### WHAT IS BEING ASKED
In the material below, how many lines contain "results"? Answer with the number alone.

### EXERCISE DATA
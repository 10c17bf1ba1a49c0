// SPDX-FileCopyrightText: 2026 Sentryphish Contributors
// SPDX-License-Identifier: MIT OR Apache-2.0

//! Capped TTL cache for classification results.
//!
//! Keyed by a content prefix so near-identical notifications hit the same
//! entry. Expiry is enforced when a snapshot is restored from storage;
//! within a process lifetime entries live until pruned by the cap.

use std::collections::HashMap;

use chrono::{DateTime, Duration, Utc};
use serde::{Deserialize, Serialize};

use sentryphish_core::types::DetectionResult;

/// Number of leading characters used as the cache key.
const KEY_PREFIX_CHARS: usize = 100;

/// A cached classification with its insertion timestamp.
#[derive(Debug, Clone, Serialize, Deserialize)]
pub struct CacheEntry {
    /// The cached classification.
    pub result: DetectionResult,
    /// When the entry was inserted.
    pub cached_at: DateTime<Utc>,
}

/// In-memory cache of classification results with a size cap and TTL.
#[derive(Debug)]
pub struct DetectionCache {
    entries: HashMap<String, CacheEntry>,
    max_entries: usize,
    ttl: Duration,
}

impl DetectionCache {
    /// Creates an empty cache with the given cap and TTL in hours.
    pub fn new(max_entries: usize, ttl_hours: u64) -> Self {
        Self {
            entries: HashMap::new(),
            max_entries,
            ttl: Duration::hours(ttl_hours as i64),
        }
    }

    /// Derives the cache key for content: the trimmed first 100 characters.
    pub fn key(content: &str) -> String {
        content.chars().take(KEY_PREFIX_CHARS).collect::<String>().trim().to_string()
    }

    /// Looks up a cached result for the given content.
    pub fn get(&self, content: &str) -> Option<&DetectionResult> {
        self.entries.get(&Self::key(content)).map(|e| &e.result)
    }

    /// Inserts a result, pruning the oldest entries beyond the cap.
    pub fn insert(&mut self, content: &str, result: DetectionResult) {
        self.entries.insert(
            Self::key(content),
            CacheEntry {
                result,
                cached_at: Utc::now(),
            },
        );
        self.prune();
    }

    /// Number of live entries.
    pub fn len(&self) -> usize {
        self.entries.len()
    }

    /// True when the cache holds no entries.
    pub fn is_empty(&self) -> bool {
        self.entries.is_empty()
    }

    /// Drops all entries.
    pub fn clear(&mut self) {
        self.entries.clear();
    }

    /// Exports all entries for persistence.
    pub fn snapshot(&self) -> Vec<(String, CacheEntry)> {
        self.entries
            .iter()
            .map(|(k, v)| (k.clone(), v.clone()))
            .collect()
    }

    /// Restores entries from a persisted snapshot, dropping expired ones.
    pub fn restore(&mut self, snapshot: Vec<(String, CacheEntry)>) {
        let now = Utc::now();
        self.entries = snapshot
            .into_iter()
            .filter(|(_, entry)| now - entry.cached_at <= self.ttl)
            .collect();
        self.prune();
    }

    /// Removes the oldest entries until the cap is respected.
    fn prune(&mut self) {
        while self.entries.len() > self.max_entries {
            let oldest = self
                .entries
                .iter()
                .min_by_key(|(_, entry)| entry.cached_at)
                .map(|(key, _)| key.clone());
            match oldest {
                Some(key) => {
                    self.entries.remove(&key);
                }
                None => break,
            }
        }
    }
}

--

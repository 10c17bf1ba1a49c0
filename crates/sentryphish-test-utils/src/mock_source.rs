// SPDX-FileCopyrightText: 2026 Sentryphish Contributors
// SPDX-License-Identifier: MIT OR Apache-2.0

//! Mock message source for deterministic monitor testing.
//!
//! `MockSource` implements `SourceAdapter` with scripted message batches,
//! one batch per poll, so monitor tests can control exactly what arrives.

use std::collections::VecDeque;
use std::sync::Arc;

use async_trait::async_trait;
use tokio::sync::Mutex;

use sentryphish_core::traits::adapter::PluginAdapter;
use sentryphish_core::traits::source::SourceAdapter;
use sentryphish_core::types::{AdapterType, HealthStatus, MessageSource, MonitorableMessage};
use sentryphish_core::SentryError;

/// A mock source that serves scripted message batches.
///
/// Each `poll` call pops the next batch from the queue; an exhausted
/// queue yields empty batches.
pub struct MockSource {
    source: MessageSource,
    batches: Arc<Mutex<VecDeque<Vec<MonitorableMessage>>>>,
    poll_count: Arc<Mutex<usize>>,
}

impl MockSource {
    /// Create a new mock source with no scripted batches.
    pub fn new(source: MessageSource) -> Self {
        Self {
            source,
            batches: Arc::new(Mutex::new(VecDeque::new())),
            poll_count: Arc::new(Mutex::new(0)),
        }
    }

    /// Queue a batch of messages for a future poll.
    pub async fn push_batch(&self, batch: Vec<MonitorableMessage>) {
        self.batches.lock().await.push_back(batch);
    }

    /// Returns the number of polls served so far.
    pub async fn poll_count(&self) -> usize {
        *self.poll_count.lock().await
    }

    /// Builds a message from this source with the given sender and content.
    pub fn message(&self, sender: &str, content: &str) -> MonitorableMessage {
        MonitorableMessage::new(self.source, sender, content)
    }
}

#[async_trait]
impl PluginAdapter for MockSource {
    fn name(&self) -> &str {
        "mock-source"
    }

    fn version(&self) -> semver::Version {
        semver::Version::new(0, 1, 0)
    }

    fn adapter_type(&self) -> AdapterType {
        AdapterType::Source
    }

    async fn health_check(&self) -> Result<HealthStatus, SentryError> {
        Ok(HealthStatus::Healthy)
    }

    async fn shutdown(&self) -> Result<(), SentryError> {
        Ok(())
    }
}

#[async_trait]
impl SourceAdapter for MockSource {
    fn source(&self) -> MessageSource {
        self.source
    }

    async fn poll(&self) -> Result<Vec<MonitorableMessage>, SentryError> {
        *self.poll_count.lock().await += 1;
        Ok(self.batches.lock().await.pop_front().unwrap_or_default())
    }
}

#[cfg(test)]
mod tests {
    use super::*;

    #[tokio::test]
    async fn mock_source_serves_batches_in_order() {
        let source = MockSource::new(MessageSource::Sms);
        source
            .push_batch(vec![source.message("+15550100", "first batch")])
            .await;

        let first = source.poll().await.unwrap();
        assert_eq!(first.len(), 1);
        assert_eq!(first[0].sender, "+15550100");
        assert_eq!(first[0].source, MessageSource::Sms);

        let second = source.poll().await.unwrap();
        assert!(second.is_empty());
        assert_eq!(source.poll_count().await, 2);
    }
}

### RESULT OF THIS EXERCISE
2